There’s also a very strong argument towards “if it ain’t broke, don’t fix it”! Many venues invested in high-quality analog desks decades ago, along with a rack full of high-quality outboard. Certainly, a high-end analog desk will sound better than a low to mid-tier digital desk every time.

A Digital Future

It would be foolish, however, to ignore the 38% of readers who see digital desks as the way of the future, and they may have a valid point. Digital mixing desks may have a steeper learning curve than analog desks, but they also offer some valuable time-saving benefits of their own. Instant recall of all mix parameters, including levels, mic gain, dynamics and effects settings has always been a game-changer.

Behringer Wing

For larger venues, the ability to easily network audio between the stage, and multiple mixing desks, with nothing more than ethernet cable, is a huge bonus. Expect to see digital audio networking playing a much greater part in live venues and shows in the coming years.

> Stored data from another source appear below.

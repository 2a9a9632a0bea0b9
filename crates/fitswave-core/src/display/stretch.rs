use ndarray::Array2;

use crate::consts::{DISPLAY_MAX, FLAT_RANGE_EPSILON};

/// Replace NaN with 0 and clamp infinities to the largest finite values.
pub fn sanitize(v: f64) -> f64 {
    if v.is_nan() {
        0.0
    } else if v == f64::INFINITY {
        f64::MAX
    } else if v == f64::NEG_INFINITY {
        f64::MIN
    } else {
        v
    }
}

/// Logarithmic display stretch of a band to 8-bit intensities.
///
/// Samples are shifted so the minimum becomes 1.0, compressed with `log10`,
/// then mapped linearly from [lo, hi] to [0, 255] and truncated. A band
/// whose log range is not wider than 1e-6 renders as all zeros.
pub fn normalize(band: &Array2<f64>) -> Array2<u8> {
    let clean = band.mapv(sanitize);
    let min = clean.iter().copied().fold(f64::INFINITY, f64::min);

    let log = clean.mapv(|v| (v - min + 1.0).log10());
    let (lo, hi) = log
        .iter()
        .fold((f64::INFINITY, f64::NEG_INFINITY), |(lo, hi), &v| {
            (lo.min(v), hi.max(v))
        });

    if hi - lo > FLAT_RANGE_EPSILON {
        let range = hi - lo;
        log.mapv(|v| ((v - lo) / range * DISPLAY_MAX) as u8)
    } else {
        Array2::zeros(band.raw_dim())
    }
}
pub mod dwt;
pub mod filter;

pub use dwt::{decompose, DecompositionResult, DetailBands, Orientation};
pub use filter::WaveletKind;
use image::imageops::{self, FilterType};
use ndarray::Array2;

use crate::error::{FitswaveError, Result};
use crate::io::image_io::{from_gray_image, to_gray_image};

/// Resize an 8-bit image to `target` = (rows, cols) with bilinear filtering.
///
/// Matching shapes return an unchanged copy.
pub fn resample(image: &Array2<u8>, target: (usize, usize)) -> Result<Array2<u8>> {
    let from = image.dim();
    let (rows, cols) = target;
    let invalid = || FitswaveError::InvalidResample { from, to: target };

    if image.is_empty() || rows == 0 || cols == 0 {
        return Err(invalid());
    }
    let width = u32::try_from(cols).map_err(|_| invalid())?;
    let height = u32::try_from(rows).map_err(|_| invalid())?;

    if from == target {
        return Ok(image.clone());
    }

    let src = to_gray_image(image)?;
    let resized = imageops::resize(&src, width, height, FilterType::Triangle);
    Ok(from_gray_image(&resized))
}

In conclusion though, at least for now, it seems analog mixing desks are here to stay and that’s no bad thing really is it?

4 responses to “Do we still love analog mixers? The poll results are in!”

  1. It’s really simple: music is analogue and ears are analogue. Analogue to digital conversion to handle and then digital to analogue conversion to hear is like the following:
    You buy a nice filet mignon and you grind it up into miniscule pieces. Now, you reform it to cook it. When you eat it, you have a hamburger, NOT a steak.
    Q.E.D.

    • Kerwin says:

      I can’t name one serious venue (let’s say, +300 pax) that doesn’t have any form of ad/da conversion, even with an analog foh desk, it still goes into some form of digital processor for eq and/or crossover

  2. Davidjsound says:

    Sitting behind an analog desk as I read this.

  3. Pete says:

    Anyone interested in UK Analogue Mixers will have heard of Rupert Neve….but a tiny and little known UK Company called Tweed Audio shared a common link with its ‘big brother’ and existed in a very competitive market place in the 1970’s and 80’s.